Tout le monde dit du bien de Piste noire, d’Antonio Manzini. Il fallait que je le lise, c’est chose faite, je suis d’accord, c’est très bien.

manziniRocco Schiavone était commissaire à Rome. Il a gêné des gens influents et se retrouve dans les Alpes italiennes, chez les ploucs qui mettent au pied des chaussures ridicules (mais chaudes !), dans le Val d’Aoste. Et comme Rocco n’est pas du genre à garder ses réflexions pour lui, il ne manque pas de dire à tous ces arriérés ce qu’il pense d’eux, de leurs montagnes et de leur neige.

Quand en plus les emmerdements arrivent sous la forme d’un cadavre complètement explosé par une dameuse, son humeur déjà sombre devient carrément exécrable. Et tant pis pour ceux qui se trouvent sur son chemin.

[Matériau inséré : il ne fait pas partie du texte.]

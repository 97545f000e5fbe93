//! Events emitted by the simulation for host feedback.

use serde::{Deserialize, Serialize};

use crate::components::AgentId;
use crate::enums::RemovalCause;

/// Lifecycle events buffered during a tick and drained into the
/// snapshot it returns.
#[derive(Debug, Clone, Serialize, Deserialize)]
#[serde(tag = "type")]
pub enum SimEvent {
    /// A transient agent entered the population.
    Spawned { id: AgentId },
    /// A transient agent left the population.
    Removed { id: AgentId, cause: RemovalCause },
    /// Two agents overlapped this tick.
    Collision { a: AgentId, b: AgentId },
}
//! Simulation systems, run by the engine in a fixed order each tick:
//! spawn, utility, steering, movement, collision, cleanup, snapshot.

pub mod cleanup;
pub mod collision;
pub mod movement;
pub mod snapshot;
pub mod spawner;
pub mod steering;
pub mod utility;
//! Snapshot views — the complete visible state handed to the host each
//! tick. The host turns these into pixels; the engine never renders.

use serde::{Deserialize, Serialize};

use crate::components::AgentId;
use crate::enums::AgentKind;
use crate::events::SimEvent;
use crate::types::Position;

/// Read-only copy of the simulation state. Mutating it has no effect
/// on the engine.
#[derive(Debug, Clone, Default, Serialize, Deserialize)]
pub struct SimSnapshot {
    /// Global frame counter at the time of the snapshot.
    pub frame: u64,
    /// All live agents, in roster (insertion) order.
    pub agents: Vec<AgentView>,
    /// Events from the tick that produced this snapshot. Empty when
    /// the snapshot was requested outside of `tick`.
    pub events: Vec<SimEvent>,
}

/// One renderable agent: a filled circle at `position` with `radius`,
/// plus the utility value for label rendering.
#[derive(Debug, Clone, Serialize, Deserialize)]
pub struct AgentView {
    pub id: AgentId,
    pub position: Position,
    pub radius: f64,
    pub kind: AgentKind,
    /// Utility computed on the most recent tick.
    pub utility: f64,
    pub energy: f64,
    pub salience: f64,
    pub age: u64,
}
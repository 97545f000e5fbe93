//! Probabilistic spawn system: at most one transient agent per tick.

use hecs::{Entity, World};
use rand::Rng;
use rand_chacha::ChaCha8Rng;
use tracing::debug;

use isrm_core::config::SimConfig;
use isrm_core::events::SimEvent;

use crate::world_setup;

/// Roll the spawn gate and, if it passes (and the population cap
/// allows), append one transient agent to the roster.
pub fn run(
    world: &mut World,
    roster: &mut Vec<Entity>,
    rng: &mut ChaCha8Rng,
    config: &SimConfig,
    next_id: &mut u64,
    events: &mut Vec<SimEvent>,
) {
    if rng.gen_range(0.0..1.0) >= config.spawn_probability {
        return;
    }
    if let Some(cap) = config.max_agents {
        if roster.len() >= cap {
            return;
        }
    }

    let (entity, id) = world_setup::spawn_transient(world, rng, config, next_id);
    roster.push(entity);
    events.push(SimEvent::Spawned { id });
    debug!(id = id.0, "spawned transient agent");
}
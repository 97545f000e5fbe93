//! Enumeration types used throughout the simulation.

use serde::{Deserialize, Serialize};

/// Agent lifecycle category.
#[derive(Debug, Clone, Copy, Default, PartialEq, Eq, Hash, Serialize, Deserialize)]
pub enum AgentKind {
    /// Spawned probabilistically, removed by utility collapse, lifespan
    /// expiry, or collision.
    #[default]
    Transient,
    /// Created once at engine construction, exempt from every despawn
    /// rule ("the immortal").
    Persistent,
}

/// Why a transient agent was removed.
#[derive(Debug, Clone, Copy, PartialEq, Eq, Serialize, Deserialize)]
pub enum RemovalCause {
    /// Utility fell to zero.
    UtilityCollapse,
    /// Age exceeded lifespan.
    LifespanExceeded,
    /// Overlapped another agent.
    Collision,
}
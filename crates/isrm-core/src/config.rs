//! Engine configuration.

use crate::constants::DEFAULT_SPAWN_PROBABILITY;
use crate::error::ConfigError;

/// Configuration for starting a new simulation.
#[derive(Debug, Clone)]
pub struct SimConfig {
    /// Plane width in abstract units.
    pub width: f64,
    /// Plane height in abstract units.
    pub height: f64,
    /// Per-tick probability of spawning one transient agent.
    pub spawn_probability: f64,
    /// Hard population cap. `None` leaves growth bounded only by the
    /// spawn/despawn equilibrium.
    pub max_agents: Option<usize>,
    /// Whether the persistent agent steers away from danger-map cells.
    pub avoidance: bool,
    /// Multiplicative per-tick salience decay. 1.0 disables decay.
    pub salience_decay: f64,
    /// RNG seed for determinism. Same seed = same simulation.
    pub seed: u64,
}

impl Default for SimConfig {
    fn default() -> Self {
        Self {
            width: 1200.0,
            height: 400.0,
            spawn_probability: DEFAULT_SPAWN_PROBABILITY,
            max_agents: None,
            avoidance: true,
            salience_decay: 1.0,
            seed: 42,
        }
    }
}

impl SimConfig {
    /// Validate field ranges. Called once by the engine constructor.
    pub fn validate(&self) -> Result<(), ConfigError> {
        if self.width <= 0.0 || self.height <= 0.0 {
            return Err(ConfigError::InvalidBounds {
                width: self.width,
                height: self.height,
            });
        }
        if !(0.0..=1.0).contains(&self.spawn_probability) {
            return Err(ConfigError::InvalidProbability(self.spawn_probability));
        }
        if !(self.salience_decay > 0.0 && self.salience_decay <= 1.0) {
            return Err(ConfigError::InvalidDecay(self.salience_decay));
        }
        Ok(())
    }
}
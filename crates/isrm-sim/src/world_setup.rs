//! Entity spawn factories.
//!
//! Creates the persistent agent and transient agents with appropriate
//! component bundles. All randomness flows through the engine's seeded
//! RNG so identical seeds reproduce identical populations.

use hecs::World;
use rand::Rng;
use rand_chacha::ChaCha8Rng;

use isrm_core::components::{AgentId, Body, LastUtility, Lifetime, Signals};
use isrm_core::config::SimConfig;
use isrm_core::constants::*;
use isrm_core::enums::AgentKind;
use isrm_core::types::{Position, Velocity};

/// Spawn the single persistent agent ("the immortal"). Called once at
/// engine construction.
pub fn spawn_persistent(
    world: &mut World,
    rng: &mut ChaCha8Rng,
    config: &SimConfig,
    next_id: &mut u64,
) -> (hecs::Entity, AgentId) {
    let id = allocate_id(next_id);
    let entity = world.spawn((
        id,
        AgentKind::Persistent,
        random_position(rng, config),
        random_velocity(rng, PERSISTENT_SPEED_SCALE),
        Body {
            radius: PERSISTENT_RADIUS,
        },
        Signals {
            energy: PERSISTENT_ENERGY,
            salience: PERSISTENT_SALIENCE,
        },
        Lifetime {
            age: 0,
            lifespan: None,
        },
        LastUtility::default(),
    ));
    (entity, id)
}

/// Spawn one transient agent with randomized signals and lifespan.
pub fn spawn_transient(
    world: &mut World,
    rng: &mut ChaCha8Rng,
    config: &SimConfig,
    next_id: &mut u64,
) -> (hecs::Entity, AgentId) {
    let id = allocate_id(next_id);
    let entity = world.spawn((
        id,
        AgentKind::Transient,
        random_position(rng, config),
        random_velocity(rng, TRANSIENT_SPEED_SCALE),
        Body {
            radius: TRANSIENT_RADIUS,
        },
        Signals {
            energy: rng.gen_range(SPAWN_ENERGY_MIN..SPAWN_ENERGY_MAX),
            salience: rng.gen_range(0.0..SPAWN_SALIENCE_MAX),
        },
        Lifetime {
            age: 0,
            lifespan: Some(rng.gen_range(LIFESPAN_MIN_TICKS..LIFESPAN_MAX_TICKS)),
        },
        LastUtility::default(),
    ));
    (entity, id)
}

fn allocate_id(next_id: &mut u64) -> AgentId {
    let id = AgentId(*next_id);
    *next_id += 1;
    id
}

fn random_position(rng: &mut ChaCha8Rng, config: &SimConfig) -> Position {
    Position::new(
        rng.gen_range(0.0..config.width),
        rng.gen_range(0.0..config.height),
    )
}

/// Unit-scaled random velocity: each component uniform in [-1, 1),
/// multiplied by the kind's speed scale.
fn random_velocity(rng: &mut ChaCha8Rng, scale: f64) -> Velocity {
    Velocity::new(
        rng.gen_range(-1.0..1.0) * scale,
        rng.gen_range(-1.0..1.0) * scale,
    )
}
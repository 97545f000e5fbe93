//! Avoidance steering: the persistent agent drifts away from cells
//! where collisions have historically happened.

use hecs::World;

use isrm_core::constants::AVOIDANCE_NUDGE;
use isrm_core::enums::AgentKind;
use isrm_core::types::{Position, Velocity};
use isrm_policy::DangerMap;

/// Nudge each persistent agent's velocity toward the least-threatening
/// neighboring danger-map cell.
pub fn run(world: &mut World, danger_map: &DangerMap) {
    for (_entity, (kind, pos, vel)) in
        world.query_mut::<(&AgentKind, &Position, &mut Velocity)>()
    {
        if *kind != AgentKind::Persistent {
            continue;
        }
        let (dx, dy) = danger_map.safest_direction(pos);
        vel.dx += dx as f64 * AVOIDANCE_NUDGE;
        vel.dy += dy as f64 * AVOIDANCE_NUDGE;
    }
}
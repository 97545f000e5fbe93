//! Utility system: computes U for every agent in roster order and marks
//! collapsed or expired transients for removal.
//!
//! U depends on the global frame counter and the agent's roster slot,
//! not on position, so evaluating the whole roster before any movement
//! matches the per-agent interleaving of the original loop exactly.

use hecs::{Entity, World};

use isrm_core::components::{LastUtility, Lifetime, Signals};
use isrm_core::enums::{AgentKind, RemovalCause};
use isrm_policy::{CollapseAction, DecisionPolicy};

/// Compute utility, mark removals, then apply salience decay to the
/// surviving agents.
pub fn run(
    world: &mut World,
    roster: &[Entity],
    policy: &dyn DecisionPolicy,
    frame: u64,
    salience_decay: f64,
    doomed: &mut Vec<(Entity, RemovalCause)>,
) {
    for (slot, &entity) in roster.iter().enumerate() {
        let Ok((kind, signals, lifetime, last_utility)) = world.query_one_mut::<(
            &AgentKind,
            &mut Signals,
            &Lifetime,
            &mut LastUtility,
        )>(entity) else {
            continue;
        };

        let utility = policy.utility(signals, frame, slot);
        last_utility.0 = utility;

        if policy.collapse_action(*kind) == CollapseAction::Remove {
            if utility <= 0.0 {
                doomed.push((entity, RemovalCause::UtilityCollapse));
                continue;
            }
            if lifetime.expired() {
                doomed.push((entity, RemovalCause::LifespanExceeded));
                continue;
            }
        }

        signals.salience *= salience_decay;
        signals.clamp();
    }
}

Excellente nouvelle que ce polar, d’autant plus excellente qu’il semble bien être le début d’une série. Et ça c’est génial.

Parce que si l’intrigue est assez classique, la description de ce bout de montagne très réussie, mais là aussi classique, ce qui emporte immédiatement une adhésion enthousiaste c’est Rocco Schiavone. Quel personnage ! Un vrai sale con, machiste, désagréable au possible, corrompu, facilement violent, imbu de lui-même, méprisant, misanthrope … Et j’en passe et des meilleures.

Et pourtant tellement attachant. Et oui, cela paraît impossible mais on s’y attache. Pour commencer parce qu’il est drôle et qu’il a la méchanceté fine et implacable et manie le sarcasme et l’insulte avec maestria. Parce qu’il faut avouer que parfois il se moque de ceux dont on ne se moque pas par courtoisie … mais on n’en pense pas moins. Et parce qu’il est aussi capable d’éclairs d’humanité et de gestes totalement désintéressés pour lesquels il est prêt à prendre tous les risques.

Et puis l’auteur prend bien soin de laisser quelques éléments de son passé dans l’ombre, ce qui introduit un suspens de bon aloi. Vivement la suite.

Antonio Manzini / Piste noire (Pista nera, 2013), Denoël/Sueurs froides (2015), traduit de l’italien par Samuel Sfez.